10 mooreds 7 6/13/2025, 3:34:25 PM youtube.com ↗

Comments (7)

incomingpain · 1d ago
https://www.federalreserve.gov/monetarypolicy/bst_recenttren...

For decades before 2007 it was flat. The USA went "genuinely bad" during the financial crisis and never recovered.

The drop in value of the USD aka inflation was due to money printing during covid. Not the tariffs. That's a lie.

throwawayqqq11 · 12h ago
> inflation was due to money printing

Can you highlight a causal relation by example? I dont think so and even if you could, i still wouldnt trust simplistic explanations.

IMO it was global economics getting stirred up by lock downs, the ukraine war, stimulus packages and not to forget, large syndicates riding the inflation wave. When i see "money printer" as the only aspect someone points out, i suspect a right-wing propaganda victim singing the government-bad song, thats my simplistic take.

pestatije · 1d ago
> That's a lie

which one, the first sentence, the second one?... please rephrase

AnimalMuppet · 1d ago
Not caused by the tariffs, no. The timing is wrong.
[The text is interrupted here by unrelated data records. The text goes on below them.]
//! One-call marketing tasks on top of any [`TextGeneration`].
//!
//! ```rust,no_run
//! # async fn demo(generator: &dyn ideabox_core::provider::TextGeneration) -> ideabox_core::Result<()> {
//! use ideabox_types::MarketingCopy;
//!
//! let title = generator.generate_title("咖啡", "小红书", "活泼").await?;
//! println!("{title}");
//! # Ok(())
//! # }
//! ```
//!
//! Each helper renders its template, applies the template's budget, lets the
//! registry pick the model and returns only the trimmed text. Use
//! [`PromptExecution::execute`] directly when the model should be pinned or
//! reported.

use std::future::Future;

use ideabox_core::{
    error::Result,
    provider::{PromptExecution, TextGeneration},
    template::PromptTemplate,
};

use crate::templates::{BrandNamePrompt, CreativePromptPrompt, SloganPrompt, TitlePrompt};

pub trait MarketingCopy: TextGeneration {
    /// Headline, temperature 0.8, at most 100 tokens.
    fn generate_title(
        &self,
        keywords: &str,
        platform: &str,
        style: &str,
    ) -> impl Future<Output = Result<String>> + Send;

    /// Brand name, temperature 0.7, at most 50 tokens.
    fn generate_brand_name(
        &self,
        description: &str,
        style: &str,
    ) -> impl Future<Output = Result<String>> + Send;

    /// Slogan, temperature 0.8, at most 100 tokens.
    fn generate_slogan(
        &self,
        brand_name: &str,
        selling_points: &str,
        tone: &str,
    ) -> impl Future<Output = Result<String>> + Send;

    /// Creative brief, temperature 0.9, at most 150 tokens.
    fn generate_creative_prompt(
        &self,
        scene: &str,
        audience: &str,
        angle: &str,
    ) -> impl Future<Output = Result<String>> + Send;
}

async fn text_of<G, P>(generator: &G, prompt: P) -> Result<String>
where
    G: TextGeneration + ?Sized,
    P: PromptTemplate,
{
    Ok(generator.execute(prompt, None).await?.text)
}

impl<T: TextGeneration + ?Sized> MarketingCopy for T {
    fn generate_title(
        &self,
        keywords: &str,
        platform: &str,
        style: &str,
    ) -> impl Future<Output = Result<String>> + Send {
        text_of(self, TitlePrompt::new(keywords, platform, style))
    }

    fn generate_brand_name(
        &self,
        description: &str,
        style: &str,
    ) -> impl Future<Output = Result<String>> + Send {
        text_of(self, BrandNamePrompt::new(description, style))
    }

    fn generate_slogan(
        &self,
        brand_name: &str,
        selling_points: &str,
        tone: &str,
    ) -> impl Future<Output = Result<String>> + Send {
        text_of(self, SloganPrompt::new(brand_name, selling_points, tone))
    }

    fn generate_creative_prompt(
        &self,
        scene: &str,
        audience: &str,
        angle: &str,
    ) -> impl Future<Output = Result<String>> + Send {
        text_of(self, CreativePromptPrompt::new(scene, audience, angle))
    }
}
But the tariffs are (going to be?) higher than companies will be willing or able to eat out of their profits. There will be price increases because of the tariffs. That won't be inflation, it will be a tax increase. That is, the dollar won't be worth less (measured against other currencies or gold or whatever), but everything will cost more.

tocs3 · 1d ago
(measured against other currencies or gold or whatever)

This is an aside but could there be a more stable measure of value. i had a friend that said money should be a measure of work (like on hour of labor). Of course that has the same troubles as any other measure I can think of (variable labor markets).

AnimalMuppet · 1d ago
No, there is no stable measure of value. Labor, for instance: The price of labor can change. Or the price of money can change. If you use labor to measure the price of money, you can't tell which changed.

A basket of other currencies is the best I can come up with, but that just gives you an averaged inflation rate.

msgodel · 1d ago
Money is differed labor, debt is forwards on money -> the debt market is labor futures and the dollar is backed by US GDP combined with our reputation for the rule of law (ie people expect us to deliver when other countries might give up.)

Of course when you have too much open interest in a futures market you can get a squeeze and that's what everyone is worried about.